Il m'arrivait de temps à autre d'inviter des collègues qui ne faisaient pas partie du groupe d'origine et qui n'étaient pas d'aussi bon patineurs. Il me disaient ensuite: «c'était la première et la dernière fois!» C'était trop extrême pour eux, je trouvais ça dommage. J'avais entendu parler d'événements de roller organisés à New York, avec un circuit prédéfini. Et je me suis dit: OK, faisons pareil!
C'était facile à dire, mais vous n'avez pas non plus eu de mal à le mettre en place, sans demander d'accord à la ville.
Honnêtement, dans l'action, tu ne penses pas à ce genre de choses. C'est parti, les rues nous appartiennent après tout. Au début, nous roulions beaucoup sur le trottoir. Mais au fil du temps, nous étions de plus en plus nombreux et nous ne passions plus vraiment inaperçus.
(Sors la fiche de sa poche et lis à haute voix:)
«Nombre de participants record, plus de 160 patineurs!»
C'était en 1999. Alors on roulait sur la route, mais c'était illégal et la police nous a dit: ça n'est pas possible, il vous faut une autorisation.
Et? Ils vous l'ont donnée?
Nous voulions organiser des événements réguliers, tous les lundis en fait. Et la ville nous proposait un maximum de quatre rencontres par an. Pendant tout l'hiver, nous avons enchaîné les réunions, discuté et cherché des solutions. Mais le 1er mai 2000, le premier Night Skate de la saison a eu lieu, à nouveau officieusement, parce que nous n'avions pas trouvé d'accord avec la ville. Leur position était claire: «Si vous faites ça, on vous arrête.»
Charmant...
N'est-ce pas! Et on était prêts. On avait des photographes et tout. S'ils étaient vraiment venus et avaient arrêté 100 patineurs, ça aurait été la meilleure des publicités pour nous. Imagine un peu! On aurait fait la une de la presse. On espérait presque que ça arrive. Mais bien sûr, rien de tout ça ne s'est passé.
La ville vous a juste laissé faire?
Ils n'avaient de toute façon aucun moyen de nous contrôler. D'après nous, ils préféraient connaître les organisateurs et savoir qu'ils avaient un interlocuteur. On a finalement reçu l'autorisation deux semaines plus tard.
Est-ce à ce moment-là que tu t'es dit: «ça va être un événement important»?
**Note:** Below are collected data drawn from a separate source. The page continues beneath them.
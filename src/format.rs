//! SLON Format Reference
//!
//! This module documents the SLON text format as implemented by this library.
//! It contains no code.
//!
//! # Overview
//!
//! SLON is a JSON-like interchange format with parenthesized objects,
//! pipe-delimited arrays, bare words, and a first-class date-time literal.
//!
//! ```text
//! (name: Alice, tags: [admin | 'on call'], joined: 2024-03-01/18:22:10.001)
//! ```
//!
//! # Grammar
//!
//! ```text
//! value          := object | array | quotedString | datetime | number | keyword | unquotedString
//! object         := '(' ws (pair (',' pair)*)? ws ')'
//! pair           := (quotedString | unquotedString) ws ':' value
//! array          := '[' ws (value ('|' value)*)? ws ']'
//! keyword        := 'true' | 'false' | 'null'
//! quotedString   := "'" chars "'" | '"' chars '"'
//! datetime       := DDDD '-' DD '-' DD '/' DD ':' DD ':' DD '.' DDD
//! number         := decimal floating-point literal
//! unquotedString := run of bytes that are neither delimiters nor whitespace
//! ```
//!
//! **Delimiters** are `: , ( ) [ ] |`. **Whitespace** is space, tab, line
//! feed, vertical tab, form feed and carriage return. It may appear between
//! any two tokens and is never significant outside quotes.
//!
//! # Boundaries
//!
//! Keywords, numbers and date-times must be followed by end of input,
//! whitespace or a delimiter. Without a boundary a keyword is just the start
//! of a bare word, while a number is an error:
//!
//! ```rust
//! use slon::{parse, ErrorCode, Value};
//!
//! assert_eq!(parse("nullish").unwrap(), Value::from("nullish"));
//! assert_eq!(
//!     parse("12px").unwrap_err().code(),
//!     Some(ErrorCode::InvalidNumberBoundary)
//! );
//! ```
//!
//! # Objects
//!
//! Keys are strings, quoted or bare; `(1: x)` has the key `"1"`. Entries keep
//! their source order and duplicate keys are kept as separate entries.
//!
//! ```rust
//! use slon::parse;
//!
//! let value = parse("(a: 1, a: 2)").unwrap();
//! assert_eq!(value.as_object().unwrap().len(), 2);
//! ```
//!
//! # Strings
//!
//! | Escape | Meaning |
//! |--------|---------|
//! | `\\` `\'` `\"` `\/` | the character itself |
//! | `\b` `\f` `\n` `\r` `\t` | backspace, form feed, line feed, carriage return, tab |
//! | `\uXXXX` | the code point `XXXX` (four hex digits, no surrogates) |
//!
//! A bare word ends at the first delimiter or whitespace byte, so
//! `(greeting: hello world)` is an error: `world` is where `,` or `)` should be.
//!
//! # Numbers
//!
//! Numbers are IEEE-754 doubles: optional `-`, digits, optional fraction,
//! optional exponent. Infinities and NaN are rejected. Output uses 15
//! significant digits, so doubles that need 16 or 17 digits to round-trip
//! come back slightly different.
//!
//! ```rust
//! use slon::{parse, stringify};
//!
//! let value = parse("0.1").unwrap();
//! assert_eq!(stringify(&value).unwrap(), "0.1");
//! assert_eq!(stringify(&parse("1e21").unwrap()).unwrap(), "1e+21");
//! ```
//!
//! # Date-times
//!
//! A date-time is exactly 23 characters. Fields are read as written; no
//! calendar check is made.
//!
//! ```rust
//! use slon::{parse, DateTime, Value};
//!
//! assert_eq!(
//!     parse("2024-13-40/99:99:99.999").unwrap(),
//!     Value::DateTime(DateTime::new(2024, 13, 40, 99, 99, 99, 999))
//! );
//! ```
//!
//! A token starting with a digit that is not a complete date-time is read as
//! a number, so `2024-01-02` is an error rather than a string.
//!
//! # Canonical Output
//!
//! [`stringify`](crate::stringify) always produces the same spelling:
//! single-quoted strings, `, ` between object entries, ` | ` between array
//! items, and bare keys unless a key is empty or contains a delimiter, a
//! quote or whitespace. Only `\\ \' \n \r \t` are escaped; other control
//! characters are written raw, which still parses back to the same string.
//!
//! ```rust
//! use slon::{parse, stringify};
//!
//! let value = parse("( \"a b\" : \"x\" , c:[1|2] )").unwrap();
//! assert_eq!(stringify(&value).unwrap(), "('a b': 'x', c: [1 | 2])");
//! ```
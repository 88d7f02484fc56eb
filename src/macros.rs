/// Builds a [`Value`](crate::Value) from a JSON-like literal.
///
/// Object entries keep the order they are written in, duplicates included.
/// Any other expression goes through [`to_value`](crate::to_value) and turns
/// into `null` if it cannot be represented.
///
/// ```rust
/// use slon::slon;
///
/// let value = slon!({
///     "name": "Alice",
///     "tags": ["a", "b"],
///     "boss": null
/// });
/// assert_eq!(value.to_string(), "(name: 'Alice', tags: ['a' | 'b'], boss: null)");
/// ```
#[macro_export]
macro_rules! slon {
    (null) => {
        $crate::Value::Null
    };

    (true) => {
        $crate::Value::Bool(true)
    };

    (false) => {
        $crate::Value::Bool(false)
    };

    ([]) => {
        $crate::Value::Array(vec![])
    };

    ([ $($elem:tt),* $(,)? ]) => {
        $crate::Value::Array(vec![$($crate::slon!($elem)),*])
    };

    ({}) => {
        $crate::Value::Object($crate::Map::new())
    };

    ({ $($key:literal : $value:tt),* $(,)? }) => {{
        let mut object = $crate::Map::new();
        $(
            object.push($key.to_string(), $crate::slon!($value));
        )*
        $crate::Value::Object(object)
    }};

    // Fallback for any other expression
    ($s:expr) => {{
        $crate::to_value(&$s).unwrap_or($crate::Value::Null)
    }};
}

#[cfg(test)]
mod tests {
    use crate::{DateTime, Map, Value};

    #[test]
    fn test_slon_macro_primitives() {
        assert_eq!(slon!(null), Value::Null);
        assert_eq!(slon!(true), Value::Bool(true));
        assert_eq!(slon!(false), Value::Bool(false));
        assert_eq!(slon!(42), Value::Number(42.0));
        assert_eq!(slon!(3.5), Value::Number(3.5));
        assert_eq!(slon!("hello"), Value::String("hello".to_string()));
    }

    #[test]
    fn test_slon_macro_arrays() {
        assert_eq!(slon!([]), Value::Array(vec![]));

        let arr = slon!([1, 2, 3]);
        assert_eq!(
            arr,
            Value::Array(vec![
                Value::Number(1.0),
                Value::Number(2.0),
                Value::Number(3.0)
            ])
        );
    }

    #[test]
    fn test_slon_macro_objects_keep_duplicates() {
        assert_eq!(slon!({}), Value::Object(Map::new()));

        let obj = slon!({
            "a": 1,
            "a": 2
        });
        let map = obj.as_object().unwrap();
        assert_eq!(map.len(), 2);
        assert_eq!(map.get("a"), Some(&Value::Number(2.0)));
    }

    #[test]
    fn test_slon_macro_expressions() {
        let dt = DateTime::new(2024, 1, 2, 3, 4, 5, 6);
        assert_eq!(slon!(dt), Value::DateTime(dt));
        assert_eq!(slon!(f64::NAN), Value::Null);
    }
}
Avec nos 160 participants, on trouvait déjà que l'événement était plutôt gros. On se disait que ça serait cool d'atteindre les 200 patineurs. Mais imaginer que ça deviendrait si grand... Ça ne nous avait jamais traversé l'esprit. Rien de tout ça n'était prévisible et c'est vraiment grâce à l'état d'esprit de l'époque que tout cela a pu arriver.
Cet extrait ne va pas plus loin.